If you type “Can AI diagnose disease” into Google, the user is met with an AI summary of the question confirming that it ‘can’. Yet how effective is the advice received?
ConfidenceClub, a health & wellness firm, has put five different AI tools to the test and challenging them to a medical exam. The results showed that questions on symptoms asked by the average person were wrong more than half of the time. In contrast, only prompts by those with knowledge of technical terms saw (mostly) the correct answers delivered.
The tools evaluated were:
- ChatGPT 4 (Open AI)
- DxGPT (Foundation 29)
- Co-Pilot (Microsoft)
- Gemini (Google)
- Grok (X, the platform formally known as Twitter)
Each tool was asked forty questions in total, taken from a medical practice exam.
The first twenty questions were quoted verbatim from the practice exam. The following twenty questions were rewritten as though the same symptoms were being described by someone without knowledge of the technical language.
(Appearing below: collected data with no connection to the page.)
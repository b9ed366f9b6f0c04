use crate::domain::model::Coordinate;
use crate::domain::ports::GeolocationSource;
use crate::utils::error::{NearbyError, Result};
use async_trait::async_trait;
use reqwest::Client;
use serde::Deserialize;
use std::time::Duration;

/// 定位只是盡力而為，不能讓搜尋一直等下去
pub const DEFAULT_GEOLOCATION_TIMEOUT: Duration = Duration::from_secs(5);

/// 由命令列直接指定的位置
#[derive(Debug, Clone, Copy)]
pub struct FixedPosition(pub Coordinate);

#[async_trait]
impl GeolocationSource for FixedPosition {
    async fn current_position(&self) -> Result<Option<Coordinate>> {
        Ok(Some(self.0).filter(Coordinate::is_valid))
    }
}

/// 沒有定位能力的環境
#[derive(Debug, Clone, Copy, Default)]
pub struct Unavailable;

#[async_trait]
impl GeolocationSource for Unavailable {
    async fn current_position(&self) -> Result<Option<Coordinate>> {
        Ok(None)
    }
}

/// 透過 IP 查詢大概位置，回應格式為 `{ "lat": .., "lon": .. }`
#[derive(Debug, Clone)]
pub struct IpGeolocation {
    client: Client,
    endpoint: String,
}

#[derive(Debug, Deserialize)]
struct IpLocationDto {
    lat: Option<f64>,
    lon: Option<f64>,
}

impl IpGeolocation {
    pub fn new(endpoint: impl Into<String>) -> Result<Self> {
        Self::with_timeout(endpoint, DEFAULT_GEOLOCATION_TIMEOUT)
    }

    pub fn with_timeout(endpoint: impl Into<String>, timeout: Duration) -> Result<Self> {
        let client = Client::builder().timeout(timeout).build()?;
        Ok(Self {
            client,
            endpoint: endpoint.into(),
        })
    }
}

#[async_trait]
impl GeolocationSource for IpGeolocation {
    async fn current_position(&self) -> Result<Option<Coordinate>> {
        tracing::debug!("Looking up approximate position via {}", self.endpoint);
        let response = self.client.get(&self.endpoint).send().await?;

        if !response.status().is_success() {
            return Err(NearbyError::GeolocationError {
                message: format!("lookup returned HTTP {}", response.status()),
            });
        }

        let body: IpLocationDto = response.json().await?;
        let position = match (body.lat, body.lon) {
            (Some(lat), Some(lon)) => Some(Coordinate::new(lat, lon)),
            _ => None,
        };
        Ok(position.filter(Coordinate::is_valid))
    }
}

/// 在執行期才決定使用哪一種定位來源
#[derive(Debug, Clone)]
pub enum DeviceLocator {
    Fixed(FixedPosition),
    Ip(IpGeolocation),
    Unavailable(Unavailable),
}

#[async_trait]
impl GeolocationSource for DeviceLocator {
    async fn current_position(&self) -> Result<Option<Coordinate>> {
        match self {
            DeviceLocator::Fixed(source) => source.current_position().await,
            DeviceLocator::Ip(source) => source.current_position().await,
            DeviceLocator::Unavailable(source) => source.current_position().await,
        }
    }
}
Each tool was scored on two factors: was their answer correct and did they refer the prompter to a medical professional every time?
The results were as follows:
AI Tool | Technical Prompt Correct | Technical Prompt Referral | Layperson Prompt Correct | Layperson Prompt Referral |
ChatGPT 4 | 100% | 70% | 45% | 100% |
DxGPT | 100% | 0% | 55% | 0% |
Co-pilot | 60% | 85% | 35% | 100% |
Gemini | 85% | 50% | 35% | 100% |
Grok | 100% | 100% | 45% | 100% |
Total Average | 89% | 61% | 43% | 80% |
The results show that while AI tools performed well when interpreting medical prompts written by those with technical expertise, their accuracy dropped significantly – below 50 percent – when dealing with prompts written in layperson language.
This reveals a gap in the usability of AI diagnostics for the general public, prompting a new warning for consumers. Hence, while AI has immense potential, it cannot yet replace the need for professional medical advice, especially for the average person who might not ‘speak the language’ of the medical world.